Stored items
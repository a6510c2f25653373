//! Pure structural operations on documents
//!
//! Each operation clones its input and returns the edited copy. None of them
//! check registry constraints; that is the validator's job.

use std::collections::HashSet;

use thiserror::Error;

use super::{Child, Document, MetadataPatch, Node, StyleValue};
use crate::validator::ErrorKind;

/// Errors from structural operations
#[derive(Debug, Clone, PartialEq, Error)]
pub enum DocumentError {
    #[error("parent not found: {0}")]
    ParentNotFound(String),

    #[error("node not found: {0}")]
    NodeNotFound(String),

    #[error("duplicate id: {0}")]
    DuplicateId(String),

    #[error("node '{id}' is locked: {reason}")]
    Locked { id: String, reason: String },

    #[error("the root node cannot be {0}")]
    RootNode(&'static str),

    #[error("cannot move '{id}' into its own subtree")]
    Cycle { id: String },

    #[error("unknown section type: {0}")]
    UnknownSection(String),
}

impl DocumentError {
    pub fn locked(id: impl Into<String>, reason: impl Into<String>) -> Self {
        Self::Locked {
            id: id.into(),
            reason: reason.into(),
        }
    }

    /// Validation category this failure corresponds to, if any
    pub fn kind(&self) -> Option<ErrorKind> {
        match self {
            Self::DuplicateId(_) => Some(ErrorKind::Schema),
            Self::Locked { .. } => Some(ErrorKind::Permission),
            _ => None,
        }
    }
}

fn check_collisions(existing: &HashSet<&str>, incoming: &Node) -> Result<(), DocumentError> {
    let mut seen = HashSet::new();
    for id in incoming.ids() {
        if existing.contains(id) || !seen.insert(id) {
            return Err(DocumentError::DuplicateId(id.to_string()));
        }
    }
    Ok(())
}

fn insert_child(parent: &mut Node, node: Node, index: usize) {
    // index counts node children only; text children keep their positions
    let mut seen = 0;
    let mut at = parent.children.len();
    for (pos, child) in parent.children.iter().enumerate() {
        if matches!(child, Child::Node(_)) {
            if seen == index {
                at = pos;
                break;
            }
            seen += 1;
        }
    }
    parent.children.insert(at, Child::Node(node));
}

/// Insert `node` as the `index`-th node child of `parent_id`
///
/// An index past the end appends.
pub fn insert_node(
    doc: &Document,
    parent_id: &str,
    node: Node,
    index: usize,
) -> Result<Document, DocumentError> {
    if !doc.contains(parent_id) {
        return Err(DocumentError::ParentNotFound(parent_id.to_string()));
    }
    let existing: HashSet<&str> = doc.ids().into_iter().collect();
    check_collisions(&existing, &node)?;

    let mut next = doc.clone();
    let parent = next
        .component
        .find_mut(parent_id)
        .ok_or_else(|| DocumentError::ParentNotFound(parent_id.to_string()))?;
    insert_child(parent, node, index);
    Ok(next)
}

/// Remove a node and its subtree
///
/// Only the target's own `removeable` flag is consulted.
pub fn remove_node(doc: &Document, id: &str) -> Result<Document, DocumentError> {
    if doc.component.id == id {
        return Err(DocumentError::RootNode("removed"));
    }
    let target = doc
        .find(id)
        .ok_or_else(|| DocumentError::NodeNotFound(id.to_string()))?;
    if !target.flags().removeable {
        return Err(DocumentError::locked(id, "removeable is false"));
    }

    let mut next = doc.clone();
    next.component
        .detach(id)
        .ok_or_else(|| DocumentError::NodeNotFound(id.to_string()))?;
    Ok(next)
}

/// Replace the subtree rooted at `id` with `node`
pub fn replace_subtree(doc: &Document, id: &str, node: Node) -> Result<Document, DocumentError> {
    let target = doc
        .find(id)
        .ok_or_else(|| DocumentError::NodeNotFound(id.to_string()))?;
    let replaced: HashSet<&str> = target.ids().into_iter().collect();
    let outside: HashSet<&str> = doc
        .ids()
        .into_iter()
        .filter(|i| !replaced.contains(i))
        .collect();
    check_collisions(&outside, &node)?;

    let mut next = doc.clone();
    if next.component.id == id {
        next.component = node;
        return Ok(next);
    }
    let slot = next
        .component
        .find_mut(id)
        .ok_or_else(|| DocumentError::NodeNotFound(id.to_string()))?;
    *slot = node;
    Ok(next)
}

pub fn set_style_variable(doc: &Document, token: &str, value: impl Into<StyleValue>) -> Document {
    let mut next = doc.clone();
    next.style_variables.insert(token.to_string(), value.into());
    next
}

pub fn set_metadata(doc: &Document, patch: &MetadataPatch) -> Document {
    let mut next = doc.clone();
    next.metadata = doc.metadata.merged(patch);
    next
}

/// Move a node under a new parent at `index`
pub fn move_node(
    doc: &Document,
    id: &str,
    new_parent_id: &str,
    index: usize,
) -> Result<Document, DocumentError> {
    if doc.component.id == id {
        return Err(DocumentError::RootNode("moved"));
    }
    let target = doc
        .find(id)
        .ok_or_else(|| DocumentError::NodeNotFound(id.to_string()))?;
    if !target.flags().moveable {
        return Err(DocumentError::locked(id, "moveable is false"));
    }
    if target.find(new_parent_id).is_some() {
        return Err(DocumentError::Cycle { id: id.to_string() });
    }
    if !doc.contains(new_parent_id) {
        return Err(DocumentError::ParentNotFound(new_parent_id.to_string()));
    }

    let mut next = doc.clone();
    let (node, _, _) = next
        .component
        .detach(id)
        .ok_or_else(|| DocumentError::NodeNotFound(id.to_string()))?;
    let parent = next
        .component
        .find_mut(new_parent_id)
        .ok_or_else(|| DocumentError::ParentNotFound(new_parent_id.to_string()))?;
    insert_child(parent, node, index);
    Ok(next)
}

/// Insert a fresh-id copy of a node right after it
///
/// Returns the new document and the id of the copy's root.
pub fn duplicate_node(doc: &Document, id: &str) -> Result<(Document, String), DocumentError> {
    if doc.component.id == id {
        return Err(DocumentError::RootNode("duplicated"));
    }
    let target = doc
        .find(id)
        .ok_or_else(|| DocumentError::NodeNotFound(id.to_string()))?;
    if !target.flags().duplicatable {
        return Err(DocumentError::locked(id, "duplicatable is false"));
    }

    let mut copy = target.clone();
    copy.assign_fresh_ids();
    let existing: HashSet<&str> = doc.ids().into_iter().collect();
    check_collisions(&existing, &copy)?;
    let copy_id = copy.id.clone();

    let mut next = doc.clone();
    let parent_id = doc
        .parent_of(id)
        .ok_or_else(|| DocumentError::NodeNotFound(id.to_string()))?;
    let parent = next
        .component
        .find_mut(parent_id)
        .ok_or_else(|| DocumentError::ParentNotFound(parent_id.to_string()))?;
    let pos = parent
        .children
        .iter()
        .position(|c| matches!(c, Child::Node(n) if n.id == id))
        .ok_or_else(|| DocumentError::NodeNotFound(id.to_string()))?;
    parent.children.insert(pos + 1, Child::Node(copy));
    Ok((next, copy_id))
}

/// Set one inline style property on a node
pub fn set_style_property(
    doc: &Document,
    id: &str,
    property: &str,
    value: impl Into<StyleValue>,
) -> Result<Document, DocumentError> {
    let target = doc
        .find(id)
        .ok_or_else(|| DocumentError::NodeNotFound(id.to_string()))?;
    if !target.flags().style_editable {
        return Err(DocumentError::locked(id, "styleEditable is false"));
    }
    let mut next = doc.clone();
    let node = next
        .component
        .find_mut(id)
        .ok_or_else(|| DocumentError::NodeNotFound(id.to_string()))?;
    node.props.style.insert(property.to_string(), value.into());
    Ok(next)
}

Directions:
Go through the data above and copy each line that holds the word "seen".

Reply:
    let mut seen = HashSet::new();
        if existing.contains(id) || !seen.insert(id) {
    let mut seen = 0;
            if seen == index {
            seen += 1;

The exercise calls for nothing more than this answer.